EXERCISE INSTRUCTIONS: Would you please output, word for word, the span of the listing below that opens on the line containing "#[derive(Clone, Debug, PartialEq, Eq, Serialize, Deserialize)]" and closes on the line containing "pub fn new(capacity: usize)"? Include both ends and nothing more.

DATASET CONTENT:
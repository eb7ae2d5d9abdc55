//! Card catalog for definition lookup.
//!
//! The `CardCatalog` is loaded once at match start and read-only afterwards,
//! so it is shared between components behind an `Arc` without locking.

use rustc_hash::FxHashMap;
use tracing::warn;

use super::definition::{CardDefinition, CardId};
use crate::core::{DuelError, DuelResult};

/// Immutable lookup from card id to definition.
///
/// ## Example
///
/// ```
/// use duel_ccg::cards::{CardCatalog, CardId};
///
/// let catalog = CardCatalog::from_json(
///     r#"[{ "id": 1, "name": "Spark", "cost": 2, "power": 3 }]"#,
/// ).unwrap();
///
/// assert_eq!(catalog.get(CardId::new(1)).unwrap().power, 3);
/// assert!(catalog.get(CardId::new(9)).is_none());
/// ```
#[derive(Clone, Debug, Default)]
pub struct CardCatalog {
    cards: FxHashMap<CardId, CardDefinition>,
}

impl CardCatalog {
    /// Create a new empty catalog.
    #[must_use]
    pub fn new() -> Self {
        Self::default()
    }

    /// Build a catalog from definitions, rejecting duplicate ids.
    pub fn from_cards(cards: impl IntoIterator<Item = CardDefinition>) -> DuelResult<Self> {
        let mut catalog = Self::new();
        for card in cards {
            if catalog.cards.contains_key(&card.id) {
                return Err(DuelError::DuplicateCard(card.id));
            }
            catalog.cards.insert(card.id, card);
        }
        if catalog.is_empty() {
            warn!("card catalog is empty; participants will play with empty decks");
        }
        Ok(catalog)
    }

    /// Parse a catalog from a JSON list of card definitions.
    pub fn from_json(json: &str) -> DuelResult<Self> {
        let cards: Vec<CardDefinition> =
            serde_json::from_str(json).map_err(|e| DuelError::CatalogParse(e.to_string()))?;
        Self::from_cards(cards)
    }

    /// Add a card (builder pattern). A card with the same id is replaced.
    #[must_use]
    pub fn with_card(mut self, card: CardDefinition) -> Self {
        self.cards.insert(card.id, card);
        self
    }

    /// Get a card definition by ID.
    #[must_use]
    pub fn get(&self, id: CardId) -> Option<&CardDefinition> {
        self.cards.get(&id)
    }

    /// Check if a card ID is in the catalog.
    #[must_use]
    pub fn contains(&self, id: CardId) -> bool {
        self.cards.contains_key(&id)
    }

    /// Get the number of cards.
    #[must_use]
    pub fn len(&self) -> usize {
        self.cards.len()
    }

    /// Check if the catalog is empty.
    #[must_use]
    pub fn is_empty(&self) -> bool {
        self.cards.is_empty()
    }

    /// Iterate over all card definitions (unordered).
    pub fn iter(&self) -> impl Iterator<Item = &CardDefinition> {
        self.cards.values()
    }

    /// All card ids in ascending order.
    ///
    /// Deck seeding starts from this list so it does not depend on hash order.
    #[must_use]
    pub fn sorted_ids(&self) -> Vec<CardId> {
        let mut ids: Vec<CardId> = self.cards.keys().copied().collect();
        ids.sort_unstable();
        ids
    }
}
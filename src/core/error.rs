//! Error types.
//!
//! Turn resolution and snapshot application never fail: missing data falls
//! back to a defined default. Errors only come out of the edges of the crate:
//! loading data, building a match, and the wire codec.

use thiserror::Error;

use super::participant::ParticipantId;
use crate::cards::CardId;

/// Errors raised at the boundaries of the duel core.
#[derive(Error, Debug, Clone, PartialEq, Eq)]
pub enum DuelError {
    /// Card catalog data could not be parsed.
    #[error("catalog parse error: {0}")]
    CatalogParse(String),

    /// Two catalog entries share an id.
    #[error("duplicate card id in catalog: {0}")]
    DuplicateCard(CardId),

    /// Match configuration could not be parsed.
    #[error("config parse error: {0}")]
    Config(String),

    /// A match was built with the wrong number of participants.
    #[error("a duel needs exactly {expected} participants, got {got}")]
    ParticipantCount {
        /// Required participant count.
        expected: usize,
        /// Participant count supplied.
        got: usize,
    },

    /// A participant id appears twice in a roster.
    #[error("duplicate participant: {0}")]
    DuplicateParticipant(ParticipantId),

    /// A participant is not part of this match.
    #[error("unknown participant: {0}")]
    UnknownParticipant(ParticipantId),

    /// A message could not be encoded or decoded.
    #[error("codec error: {0}")]
    Codec(String),

    /// A snapshot was produced by an incompatible version.
    #[error("unsupported snapshot version: expected {expected}, got {got}")]
    UnsupportedVersion {
        /// Version this build understands.
        expected: u16,
        /// Version found in the payload.
        got: u16,
    },

    /// The transport refused a message.
    #[error("transport error: {0}")]
    Transport(String),
}

/// Result type for fallible duel operations.
pub type DuelResult<T> = Result<T, DuelError>;

impl From<bincode::Error> for DuelError {
    fn from(err: bincode::Error) -> Self {
        DuelError::Codec(err.to_string())
    }
}
//! Notifications for the presentation layer.
//!
//! A match publishes [`Notification`]s into an [`EventChannel`]; a UI (or a
//! test) drains the receiver and reads state through `MatchContext`. Nothing
//! in the duel core waits on the consumer: when the channel is full, new
//! notifications are dropped.

use crossbeam_channel::{Receiver, Sender, TrySendError};
use serde::{Deserialize, Serialize};
use tracing::debug;

use crate::core::ParticipantId;
use crate::rules::MatchOutcome;

/// Default notification buffer size.
pub const DEFAULT_CAPACITY: usize = 1024;

/// Something the presentation layer may want to react to.
#[derive(Clone, Debug, PartialEq, Eq, Serialize, Deserialize)]
pub enum Notification {
    /// A participant's submission was recorded (or sent, on a replica).
    SubmissionRecorded {
        /// Submitting participant.
        participant: ParticipantId,
    },
    /// A turn was resolved and its result applied locally.
    TurnResolved {
        /// The resolved turn.
        turn: u32,
    },
    /// Local state changed; redraw from `MatchContext::state`.
    RefreshRequested,
    /// Seconds left in the current turn.
    TimerTick {
        /// Seconds remaining.
        remaining: u32,
    },
    /// The match is over.
    MatchEnded {
        /// Result from the local participant's point of view.
        outcome: MatchOutcome,
        /// Local final score.
        own_score: i32,
        /// Opponent's final score.
        opponent_score: i32,
    },
}

/// Bounded multi-consumer channel.
#[derive(Clone, Debug)]
pub struct EventChannel<T> {
    sender: Sender<T>,
    receiver: Receiver<T>,
}

impl<T> EventChannel<T> {
    /// Create a bounded channel.
    #[must_use]
    pub fn new(capacity: usize) -> Self {
        let (sender, receiver) = crossbeam_channel::bounded(capacity);
        Self { sender, receiver }
    }

    /// Create an unbounded channel.
    #[must_use]
    pub fn unbounded() -> Self {
        let (sender, receiver) = crossbeam_channel::unbounded();
        Self { sender, receiver }
    }

    /// Publish without blocking. Returns false if the event was dropped.
    pub fn publish(&self, event: T) -> bool {
        match self.sender.try_send(event) {
            Ok(()) => true,
            Err(TrySendError::Full(_)) => {
                debug!("event channel full, dropping event");
                false
            }
            // We hold a receiver, so this only happens if it was dropped elsewhere
            Err(TrySendError::Disconnected(_)) => false,
        }
    }

    /// A receiver for another consumer.
    #[must_use]
    pub fn receiver(&self) -> Receiver<T> {
        self.receiver.clone()
    }

    /// Take every pending event.
    pub fn drain(&self) -> Vec<T> {
        self.receiver.try_iter().collect()
    }
}

impl<T> Default for EventChannel<T> {
    fn default() -> Self {
        Self::new(DEFAULT_CAPACITY)
    }
}
//! Deterministic random number generation for deck seeding.
//!
//! ## Key Features
//!
//! - **Deterministic**: Same seed produces identical sequence
//! - **Per-participant streams**: Each participant's deck is shuffled from
//!   its own stream, so adding a participant never reorders another's deck
//!
//! ```
//! use duel_ccg::core::{GameRng, ParticipantId};
//!
//! let rng = GameRng::new(42);
//! let mut a = rng.for_participant(ParticipantId::new(1));
//! let mut b = GameRng::new(42).for_participant(ParticipantId::new(1));
//!
//! let mut left = vec![1, 2, 3, 4, 5];
//! let mut right = left.clone();
//! a.shuffle(&mut left);
//! b.shuffle(&mut right);
//! assert_eq!(left, right);
//! ```

use rand::{Rng, SeedableRng};
use rand_chacha::ChaCha8Rng;

use super::participant::ParticipantId;

/// Deterministic RNG used by the authority when seeding decks.
///
/// Uses ChaCha8 for speed while keeping good statistical quality.
#[derive(Clone, Debug)]
pub struct GameRng {
    inner: ChaCha8Rng,
    seed: u64,
}

impl GameRng {
    /// Create a new RNG with the given seed.
    #[must_use]
    pub fn new(seed: u64) -> Self {
        Self {
            inner: ChaCha8Rng::seed_from_u64(seed),
            seed,
        }
    }

    /// Get the seed this RNG was created from.
    #[must_use]
    pub fn seed(&self) -> u64 {
        self.seed
    }

    /// Create an independent stream for one participant.
    ///
    /// The same participant always gets the same stream from the same seed.
    #[must_use]
    pub fn for_participant(&self, participant: ParticipantId) -> Self {
        let stream_seed = self
            .seed
            .wrapping_add((u64::from(participant.raw()) + 1).wrapping_mul(0x9E37_79B9_7F4A_7C15));
        Self::new(stream_seed)
    }

    /// Generate a random usize in the given range.
    pub fn gen_range_usize(&mut self, range: std::ops::Range<usize>) -> usize {
        self.inner.gen_range(range)
    }

    /// Shuffle a slice in place.
    pub fn shuffle<T>(&mut self, slice: &mut [T]) {
        use rand::seq::SliceRandom;
        slice.shuffle(&mut self.inner);
    }
}

#[cfg(test)]
mod tests {
    use super::*;

    #[test]
    fn test_determinism() {
        let mut rng1 = GameRng::new(42);
        let mut rng2 = GameRng::new(42);

        for _ in 0..100 {
            assert_eq!(rng1.gen_range_usize(0..1000), rng2.gen_range_usize(0..1000));
        }
    }

    #[test]
    fn test_different_seeds() {
        let mut rng1 = GameRng::new(42);
        let mut rng2 = GameRng::new(43);

        let seq1: Vec<_> = (0..10).map(|_| rng1.gen_range_usize(0..1000)).collect();
        let seq2: Vec<_> = (0..10).map(|_| rng2.gen_range_usize(0..1000)).collect();

        assert_ne!(seq1, seq2);
    }

    #[test]
    fn test_participant_streams_differ() {
        let rng = GameRng::new(42);
        let mut a = rng.for_participant(ParticipantId::new(1));
        let mut b = rng.for_participant(ParticipantId::new(2));

        let seq_a: Vec<_> = (0..10).map(|_| a.gen_range_usize(0..1000)).collect();
        let seq_b: Vec<_> = (0..10).map(|_| b.gen_range_usize(0..1000)).collect();

        assert_ne!(seq_a, seq_b);
        assert_ne!(a.seed(), rng.seed());
    }

    #[test]
    fn test_shuffle_is_permutation() {
        let mut rng = GameRng::new(42);
        let mut values: Vec<u32> = (0..20).collect();
        rng.shuffle(&mut values);

        let mut sorted = values.clone();
        sorted.sort_unstable();
        assert_eq!(sorted, (0..20).collect::<Vec<_>>());
    }
}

ANSWER TO THIS TASK:
#[derive(Clone, Debug, PartialEq, Eq, Serialize, Deserialize)]
pub enum Notification {
    /// A participant's submission was recorded (or sent, on a replica).
    SubmissionRecorded {
        /// Submitting participant.
        participant: ParticipantId,
    },
    /// A turn was resolved and its result applied locally.
    TurnResolved {
        /// The resolved turn.
        turn: u32,
    },
    /// Local state changed; redraw from `MatchContext::state`.
    RefreshRequested,
    /// Seconds left in the current turn.
    TimerTick {
        /// Seconds remaining.
        remaining: u32,
    },
    /// The match is over.
    MatchEnded {
        /// Result from the local participant's point of view.
        outcome: MatchOutcome,
        /// Local final score.
        own_score: i32,
        /// Opponent's final score.
        opponent_score: i32,
    },
}

/// Bounded multi-consumer channel.
#[derive(Clone, Debug)]
pub struct EventChannel<T> {
    sender: Sender<T>,
    receiver: Receiver<T>,
}

impl<T> EventChannel<T> {
    /// Create a bounded channel.
    #[must_use]
    pub fn new(capacity: usize) -> Self {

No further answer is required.